Mountain in Palawan, Philippines

Mount Mantalingajan (or Mantalingahan or Mantaling) is the highest mountain in the island province of Palawan in the Philippines, with an elevation of 6,844 ft above sea level, its ranked 68th-highest peak of an island on Earth and 10th-most prominent mountain in the Philippines. Located in the southern part of Palawan Island that forms the highest part of the Beaufort Mountains Ultramafics geological region, a series of ultramafic outcrops of Eocene origin, of which Mount Victoria forms the largest contiguous land area. The peak of the mountain is the highest point on Palawan island.

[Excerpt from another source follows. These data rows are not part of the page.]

impl UrlRepository for SqliteStorage {
    fn upsert_url(
        &mut self,
        url: &str,
        url_type: UrlType,
        job_id: Option<i64>,
    ) -> StorageResult<TrackedUrl> {
        let tx = self.conn.transaction()?;

        tx.execute(
            "INSERT INTO scraped_urls (url, url_type, scrape_status, job_id)
             VALUES (?1, ?2, ?3, ?4)
             ON CONFLICT(url) DO UPDATE SET
                 url_type = excluded.url_type,
                 job_id = COALESCE(excluded.job_id, scraped_urls.job_id)",
            params![
                url,
                url_type.to_db_string(),
                ScrapeStatus::Pending.to_db_string(),
                job_id
            ],
        )?;

        let tracked = tx.query_row(
            &format!("SELECT {} FROM scraped_urls WHERE url = ?1", URL_COLUMNS),
            params![url],
            url_from_row,
        )?;

        tx.commit()?;
        Ok(tracked)
    }

    fn mark_success(
        &mut self,
        url: &str,
        content_hash: &str,
        file_path: Option<&str>,
    ) -> StorageResult<()> {
        self.conn.execute(
            "UPDATE scraped_urls SET scrape_status = ?1, last_scraped_at = ?2, content_hash = ?3,
             file_path = ?4, error_message = NULL WHERE url = ?5",
            params![
                ScrapeStatus::Success.to_db_string(),
                Utc::now(),
                content_hash,
                file_path,
                url
            ],
        )?;
        Ok(())
    }

    fn mark_failed(&mut self, url: &str, error_message: &str) -> StorageResult<()> {
        self.conn.execute(
            "UPDATE scraped_urls SET scrape_status = ?1, retry_count = retry_count + 1,
             last_scraped_at = ?2, error_message = ?3 WHERE url = ?4",
            params![
                ScrapeStatus::Failed.to_db_string(),
                Utc::now(),
                error_message,
                url
            ],
        )?;
        Ok(())
    }

    fn get_failed(&self, max_retries: u32) -> StorageResult<Vec<TrackedUrl>> {
        let mut stmt = self.conn.prepare(&format!(
            "SELECT {} FROM scraped_urls WHERE scrape_status = ?1 AND retry_count < ?2 ORDER BY id",
            URL_COLUMNS
        ))?;

        let urls = stmt
            .query_map(
                params![ScrapeStatus::Failed.to_db_string(), max_retries as i64],
                url_from_row,
            )?
            .collect::<Result<Vec<_>, _>>()?;

        Ok(urls)
    }

    fn get_by_url(&self, url: &str) -> StorageResult<Option<TrackedUrl>> {
        let tracked = self
            .conn
            .query_row(
                &format!("SELECT {} FROM scraped_urls WHERE url = ?1", URL_COLUMNS),
                params![url],
                url_from_row,
            )
            .optional()?;
        Ok(tracked)
    }

    fn count_for_job(&self, job_id: i64) -> StorageResult<JobCounts> {
        let (discovered, scraped): (i64, i64) = self.conn.query_row(
            "SELECT COUNT(*), COALESCE(SUM(CASE WHEN scrape_status = ?1 THEN 1 ELSE 0 END), 0)
             FROM scraped_urls WHERE job_id = ?2",
            params![ScrapeStatus::Success.to_db_string(), job_id],
            |row| Ok((row.get(0)?, row.get(1)?)),
        )?;

        // Anything not successful (including never-finished PENDING rows) counts as failed.
        Ok(JobCounts {
            discovered: discovered as u64,
            scraped: scraped as u64,
            failed: (discovered - scraped) as u64,
        })
    }

    fn count_urls_by_status(&self) -> StorageResult<HashMap<ScrapeStatus, u64>> {
        let mut stmt = self
            .conn
            .prepare("SELECT scrape_status, COUNT(*) FROM scraped_urls GROUP BY scrape_status")?;

        let mut counts = HashMap::new();
        let rows = stmt.query_map([], |row| {
            Ok((row.get::<_, String>(0)?, row.get::<_, i64>(1)?))
        })?;

        for row in rows {
            let (status_str, count) = row?;
            if let Some(status) = ScrapeStatus::from_db_string(&status_str) {
                counts.insert(status, count as u64);
            }
        }

        Ok(counts)
    }
}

The mountain forms the center of the Mount Mantalingahan Protected Landscape (MMPL), a national park covering the entire Mantalingahan Mountain Range. The protected area status of MMPL was proclaimed on June 23, 2009, by virtue of Proclamation No. 1815. The protected area covers an area of 120457 ha. The entire park is currently listed as a tentative site for UNESCO World Heritage Site inscription. During the establishment process for the Mount Mantalingahan protected landscape, local governments sought technical assistance from the Department of Environment and Natural Resources and Conservation International Philippines.

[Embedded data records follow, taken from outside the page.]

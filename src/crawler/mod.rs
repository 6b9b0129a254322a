//! Crawler module for fetching and scraping site pages
//!
//! This module contains the scraping layer, including:
//! - Token-bucket rate limiting shared by every request
//! - Pluggable fetchers (plain HTTP, optional headless rendering)
//! - A retrying executor with timeouts and exponential backoff
//! - Entity, content and sitemap scrapers built on the executor

mod content;
mod entity;
mod executor;
mod fetcher;
mod rate_limit;
mod sitemap;

pub use content::{extract_content, render_artifact, slugify, ContentScraper, PageContent, SavedContent};
pub use entity::{
    entity_content_hash, parse_detail_page, parse_listing_page, EntityScraper, ListingItem,
};
pub use executor::{ParseError, RetryPolicy, ScrapeExecutor, ScrapeResult};
pub use fetcher::{build_http_client, classify_status, FetchResult, HttpFetcher, PageFetcher};
pub use rate_limit::RateLimiter;
pub use sitemap::{content_urls, parse_sitemap, SitemapDiscoverer, SitemapDocument, MAX_SITEMAP_DEPTH};

#[cfg(feature = "headless")]
pub use fetcher::RenderedFetcher;

use crate::config::ScraperConfig;
use std::sync::Arc;

/// Builds an executor over `fetcher` using the scraper settings
///
/// # Arguments
///
/// * `config` - Retry, timeout and backoff settings
/// * `fetcher` - Fetch capability behind the executor
/// * `limiter` - Rate limiter, shared across executors so that every
///   request draws from the same bucket
pub fn build_executor(
    config: &ScraperConfig,
    fetcher: Arc<dyn PageFetcher>,
    limiter: Arc<RateLimiter>,
) -> Arc<ScrapeExecutor> {
    Arc::new(ScrapeExecutor::new(
        fetcher,
        limiter,
        RetryPolicy::from_config(config),
    ))
}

Continuing discoveries of new species of plant and animal from the mountain highlight its tremendous ecological value and the importance of maintaining such protective zones in the face of constant logging and mining pressures. The pitcher plant species, Nepenthes mantalingajanensis, described in 2007, is named after the mountain itself. In May 2018, UNESCO formally began the process which would possibly declare the landscape a world heritage site by 2020.

== Indigenous peoples ==
Mount Mantalingajan is home to the Indigenous Palawan people.

==Hiking activity==
Mount Mantalingajan is one of the most difficult climbs in the Philippines, being graded Difficulty 9/9 by local mountaineering website PinoyMountaineer.com. The usual route starts from Barangay Ransang in Rizal on the south-west coast of Palawan. Three days hiking is required to reach the summit and two days to return to the jump-off, a total of five days, unless another day is wanted exploring the summit and surrounds. Highlights of the trail include encounters with the Tau't Bato tribe and the "Knife Edge" Canopy Walk that leads to the summit.